In finance, diversification is the process of allocating capital in a way that reduces the exposure to any one particular asset or risk.  A common path towards diversification is to reduce risk or volatility by investing in a variety of assets. If asset prices do not change in perfect synchrony, a diversified portfolio will have less variance than the weighted average variance of its constituent assets, and often less volatility than the least volatile of its constituents.

Diversification is one of two general techniques for reducing investment risk. The other is hedging.

Examples

The simplest example of diversification is provided by the proverb "Don't put all your eggs in one basket". Dropping the basket will break all the eggs. Placing each egg in a different basket is more diversified. There is more risk of losing one egg, but less risk of losing all of them.  On the other hand, having a lot of baskets may increase costs.

In finance, an example of an undiversified portfolio is to hold only one stock. This is risky; it is not unusual for a single stock to go down 50% in one year. It is less common for a portfolio of 20 stocks to go down that much, especially if they are selected at random. If the stocks are selected from a variety of industries, company sizes and asset types it is even less likely to experience a 50% drop since it will mitigate any trends in that industry, company class, or asset type.

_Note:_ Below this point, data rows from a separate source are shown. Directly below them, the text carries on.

use crate::config::VehicleConfig;
use crate::input::{resolve_inputs, InputSnapshot};
use crate::rig::{self, SuspensionPose};
use crate::state::VehicleState;
use crate::terrain::{ContactHeights, HeightField};
use crate::vector::{wrap_angle, Planar, Vector2};
use crate::weight_transfer::WeightTransfer;
use std::f32::consts::PI;
use tracing::debug;

/// m/s, divided by the gear ratio.
pub const STOP_SPEED: f32 = 0.01;
pub const BRAKE_HOLD_SPEED: f32 = 1.0;

const MS_TO_KMH: f32 = 3.6;
const KMH_TO_MPH: f32 = 0.621371;

// 0 for 0 and NaN, unlike f32::signum
pub fn sign(x: f32) -> f32 {
    if x > 0.0 {
        1.0
    } else if x < 0.0 {
        -1.0
    } else {
        0.0
    }
}

fn clamp(x: f32, lo: f32, hi: f32) -> f32 {
    x.max(lo).min(hi)
}

fn finite_or_zero(x: f32, recovered: &mut u32) -> f32 {
    if x.is_finite() {
        x
    } else {
        *recovered += 1;
        0.0
    }
}

#[derive(Debug, Copy, Clone, PartialEq, Default)]
pub struct StepReport {
    pub front_cornering: f32,
    pub rear_cornering: f32,
    pub drive_force: f32,
    pub traction: Vector2,
    pub net_force: Vector2,
    pub angular_torque: f32,
    pub shifted: bool,
    pub stopped: bool,
    /// Intermediates that came out NaN or infinite and were replaced by 0.
    pub recovered: u32,
}

pub fn engine_rpm(config: &VehicleConfig, state: &VehicleState) -> f32 {
    let ratio = config.gear_ratios.ratio(state.gear);
    let along_gear = if state.gear.is_reverse() {
        -state.local_velocity.x
    } else {
        state.local_velocity.x
    };
    along_gear * 60.0 * ratio * config.differential_ratio / (2.0 * PI * config.wheel_radius)
}

// In reverse the drive force pushes backward and the brake opposes the motion.
pub fn step(
    config: &VehicleConfig,
    state: &mut VehicleState,
    input: &InputSnapshot,
    terrain: &dyn HeightField,
    dt: f32,
) -> StepReport {
    let mut report = StepReport::default();

    resolve_inputs(config, state, input, dt);

    state.local_velocity = state.velocity.rotated(-state.yaw);

    let contacts = rig::wheel_contacts(config, state.position, state.yaw);
    let ground = ContactHeights::sample(terrain, &contacts);
    let ground = if ground.is_finite() {
        ground
    } else {
        report.recovered += 1;
        ContactHeights::default()
    };

    let wt = WeightTransfer::compute(config, state.local_acceleration, &ground);
    state.loads = wt.loads;
    state.body_roll = wt.body_roll;
    state.camber = wt.camber;
    let front_load = wt.loads.front_axle();
    let rear_load = wt.loads.rear_axle();

    let v = state.local_velocity;
    let yaw_speed_front = config.cg_to_front_axle * state.yaw_rate;
    let yaw_speed_rear = -config.cg_to_rear_axle * state.yaw_rate;

    state.sideslip_angle = wrap_angle(state.yaw - state.velocity.direction());
    state.slip_angle_front =
        (v.y + yaw_speed_front).atan2(v.x.abs()) - sign(v.x) * state.steering_angle;
    state.slip_angle_rear = (v.y + yaw_speed_rear).atan2(v.x.abs());

    let grip_front = config.tire_grip;
    let grip_rear = config.tire_grip * (1.0 - state.ebrake * (1.0 - config.lock_grip));

    let friction_front = clamp(
        -config.corner_stiffness_front * state.slip_angle_front,
        -grip_front,
        grip_front,
    ) * front_load;
    let friction_rear = clamp(
        -config.corner_stiffness_rear * state.slip_angle_rear,
        -grip_rear,
        grip_rear,
    ) * rear_load;
    report.front_cornering = friction_front;
    report.rear_cornering = friction_rear;

    let mut rpm = engine_rpm(config, state);
    if state.gear.is_neutral() {
        rpm = config.engine_idle + state.throttle * config.engine_red;
    }
    if rpm > config.engine_red {
        state.throttle = 0.0;
    }
    if input.automatic {
        let next = config.shift_points.next_gear(state.gear, rpm);
        if next != state.gear {
            debug!(from = %state.gear, to = %next, rpm, "automatic shift");
            state.gear = next;
            report.shifted = true;
        }
    }
    state.rpm = clamp(
        finite_or_zero(rpm, &mut report.recovered),
        config.engine_idle,
        config.engine_red,
    );

    let ratio = config.gear_ratios.ratio(state.gear);
    let max_torque = config.torque_curve.interpolate(state.rpm).max(0.0);
    let engine_torque = state.throttle * max_torque;
    let drive_torque = engine_torque * ratio * config.differential_ratio;
    report.drive_force = (drive_torque / config.wheel_radius).min(rear_load);

    let brake = (state.brake * config.brake_force + state.ebrake * config.ebrake_force)
        .min(config.brake_force);
    let drive_direction = if state.gear.is_reverse() { -1.0 } else { 1.0 };
    report.traction = Vector2::new(
        drive_direction * state.throttle * report.drive_force - brake * sign(v.x),
        0.0,
    );

    let drag = Vector2::new(v.x * v.x.abs(), v.y * v.y.abs()) * -config.drag;
    let rolling = v * -config.rolling_resistance;
    state.cornering_force = state.steering_angle.cos() * friction_front + friction_rear;

    let mut net = report.traction + drag + rolling;
    net.y += state.cornering_force;
    report.net_force = net;

    state.local_acceleration = Vector2::new(
        finite_or_zero(net.x / config.mass, &mut report.recovered),
        finite_or_zero(net.y / config.mass, &mut report.recovered),
    );
    state.acceleration = state.local_acceleration.rotated(state.yaw);
    state.velocity += state.acceleration * dt;

    let mut angular_torque = (friction_front + report.traction.y) * config.cg_to_front_axle
        - friction_rear * config.cg_to_rear_axle;

    let abs_velocity = state.velocity.length();
    let stop_ratio = if ratio > 0.0 { ratio } else { 1.0 };
    if abs_velocity < STOP_SPEED / stop_ratio
        || (abs_velocity < BRAKE_HOLD_SPEED && state.brake >= 1.0)
    {
        state.velocity = Vector2::ZERO;
        angular_torque = 0.0;
        state.yaw_rate = 0.0;
        state.cornering_force = 0.0;
        report.stopped = true;
    }
    report.angular_torque = angular_torque;

    state.yaw_rate += angular_torque / config.yaw_inertia * dt;
    state.yaw += state.yaw_rate * dt;

    state.position += rig::to_scene(state.velocity) * (dt * config.length_unit);

    state.local_velocity = state.velocity.rotated(-state.yaw);
    state.speed = state.local_velocity.x * MS_TO_KMH;
    state.imperial_speed = state.speed * KMH_TO_MPH;
    state.distance_km += state.local_velocity.x.abs() * dt / 1000.0;

    let burn = config.fuel_consumption * state.throttle * state.rpm / config.engine_red * dt;
    state.fuel = (state.fuel - burn).max(0.0);

    let pose = SuspensionPose::fit(config, &ground, &state.loads);
    state
        .rig
        .update(config, state.speed, state.steering_angle, &ground, pose, dt);

    report
}

#[cfg(test)]
mod tests {
    use super::*;
    use crate::terrain::FlatGround;
    use crate::transmission::Gear;

    fn setup() -> (VehicleConfig, VehicleState) {
        let config = VehicleConfig::default();
        let state = VehicleState::new(&config);
        (config, state)
    }

    #[test]
    fn sign_of_zero_is_zero() {
        assert_eq!(sign(0.0), 0.0);
        assert_eq!(sign(-0.0), 0.0);
        assert_eq!(sign(f32::NAN), 0.0);
        assert_eq!(sign(-3.0), -1.0);
    }

    #[test]
    fn rpm_follows_wheel_speed() {
        let (config, mut state) = setup();
        state.local_velocity = Vector2::new(10.0, 0.0);
        let expected = 10.0 * 60.0 * 2.66 * 3.42 / (2.0 * PI * 0.358);
        assert!((engine_rpm(&config, &state) - expected).abs() < 0.5);

        state.gear = Gear::REVERSE;
        state.local_velocity = Vector2::new(-10.0, 0.0);
        assert!(engine_rpm(&config, &state) > 0.0);
    }

    #[test]
    fn neutral_revs_with_throttle() {
        let (config, mut state) = setup();
        state.gear = Gear::NEUTRAL;
        state.throttle = 0.5;
        let input = InputSnapshot::throttle();
        step(&config, &mut state, &input, &FlatGround(0.0), 0.0001);
        assert!(state.rpm > 4000.0 && state.rpm <= config.engine_red);
        assert_eq!(state.velocity, Vector2::ZERO);
    }

    #[test]
    fn over_revving_cuts_the_throttle() {
        let (config, mut state) = setup();
        state.velocity = Vector2::new(40.0, 0.0);
        state.throttle = 1.0;
        step(&config, &mut state, &InputSnapshot::throttle(), &FlatGround(0.0), 0.01);
        assert_eq!(state.throttle, 0.0);
        assert_eq!(state.rpm, config.engine_red);
    }

    #[test]
    fn automatic_gearbox_upshifts_at_high_rpm() {
        let (config, mut state) = setup();
        state.velocity = Vector2::new(22.0, 0.0);
        let input = InputSnapshot {
            automatic: true,
            ..InputSnapshot::throttle()
        };
        let report = step(&config, &mut state, &input, &FlatGround(0.0), 0.01);
        assert!(report.shifted);
        assert_eq!(state.gear.index(), 2);
    }

    #[test]
    fn braking_opposes_motion_in_reverse_too() {
        let (config, mut state) = setup();
        state.gear = Gear::REVERSE;
        state.velocity = Vector2::new(5.0, 0.0);
        let report = step(&config, &mut state, &InputSnapshot::brake(), &FlatGround(0.0), 0.01);
        assert!(report.traction.x < 0.0);
        assert!(state.velocity.x < 5.0);
    }

    #[test]
    fn reverse_drives_backward() {
        let (config, mut state) = setup();
        state.gear = Gear::REVERSE;
        state.throttle = 1.0;
        let report = step(&config, &mut state, &InputSnapshot::throttle(), &FlatGround(0.0), 0.05);
        assert!(report.traction.x < 0.0);
        assert!(state.local_velocity.x < 0.0);
    }

    #[test]
    fn drive_force_is_capped_by_rear_load() {
        let (config, mut state) = setup();
        state.throttle = 1.0;
        state.velocity = Vector2::new(8.0, 0.0);
        let report = step(&config, &mut state, &InputSnapshot::throttle(), &FlatGround(0.0), 0.01);
        assert!(report.drive_force <= state.loads.rear_axle() + 1e-3);
        assert!(report.drive_force > 0.0);
    }

    #[test]
    fn burns_fuel_under_throttle() {
        let (config, mut state) = setup();
        state.velocity = Vector2::new(10.0, 0.0);
        state.throttle = 1.0;
        for _ in 0..60 {
            step(&config, &mut state, &InputSnapshot::throttle(), &FlatGround(0.0), 1.0 / 60.0);
        }
        assert!(state.fuel < config.max_fuel);
        assert!(state.distance_km > 0.0);
    }

    #[test]
    fn ebrake_reduces_rear_grip() {
        let (config, mut state) = setup();
        state.velocity = Vector2::new(15.0, 8.0);
        let mut pulled = state.clone();

        let free = step(&config, &mut state, &InputSnapshot::idle(), &FlatGround(0.0), 0.01);
        let input = InputSnapshot {
            ebrake: true,
            ..Default::default()
        };
        let locked = step(&config, &mut pulled, &input, &FlatGround(0.0), 0.01);
        assert!(locked.rear_cornering.abs() < free.rear_cornering.abs());
    }

    #[test]
    fn sideslip_stays_within_one_turn() {
        let (config, mut state) = setup();
        state.yaw = 14.0 * PI + 0.3;
        state.velocity = Vector2::new(10.0, 0.0).rotated(state.yaw);
        step(&config, &mut state, &InputSnapshot::idle(), &FlatGround(0.0), 0.001);
        assert!(state.sideslip_angle.abs() < 1e-2, "sideslip {}", state.sideslip_angle);

        state.yaw = -9.0 * PI;
        state.velocity = Vector2::new(0.0, 10.0);
        step(&config, &mut state, &InputSnapshot::idle(), &FlatGround(0.0), 0.001);
        assert!(state.sideslip_angle > -PI && state.sideslip_angle <= PI);
    }

    #[test]
    fn wheels_spin_with_the_speedometer() {
        let (config, mut state) = setup();
        state.velocity = Vector2::new(-10.0, 0.0);
        step(&config, &mut state, &InputSnapshot::idle(), &FlatGround(0.0), 0.001);
        assert!(state.speed < -30.0);
        assert!((state.rig.wheel_spin_rate - state.speed / config.wheel_radius).abs() < 1e-3);
    }
}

Since the mid-1970s, it has also been argued that geographic diversification would generate superior risk-adjusted returns for large institutional investors by reducing overall portfolio risk while capturing some of the higher rates of return offered by the emerging markets of Asia and Latin America.

Return expectations while diversifying
If the prior expectations of the returns on all assets in the portfolio are identical, the expected return on a diversified portfolio will be identical to that on an undiversified portfolio. Some assets will do better than others; but since one does not know in advance which assets will perform better, this fact cannot be exploited in advance.  The return on a diversified portfolio can never exceed that of the top-performing investment, and indeed will always be lower than the highest return (unless all returns are identical). Conversely, the diversified portfolio's return will always be higher than that of the worst-performing investment. So by diversifying, one loses the chance of having invested solely in the single asset that comes out best, but one also avoids having invested solely in the asset that comes out worst. That is the role of diversification: it narrows the range of possible outcomes.  Diversification need not either help or hurt expected returns, unless the alternative non-diversified portfolio has a higher expected return.

Amount of diversification
There is no magic number of stocks that is diversified versus not. Sometimes quoted is 30, although it can be as low as 10, provided they are carefully chosen.  This is based on a result from John Evans and Stephen Archer. Similarly, a 1985 book reported that most value from diversification comes from the first 15 or 20 different stocks in a portfolio. More stocks give lower price volatility.

Given the advantages of diversification, many experts  recommend maximum diversification, also known as "buying the market portfolio". Unfortunately, identifying that portfolio is not straightforward.
The earliest definition comes from the capital asset pricing model which argues the maximum diversification comes from buying a pro rata share of all available assets. This is the idea underlying index funds.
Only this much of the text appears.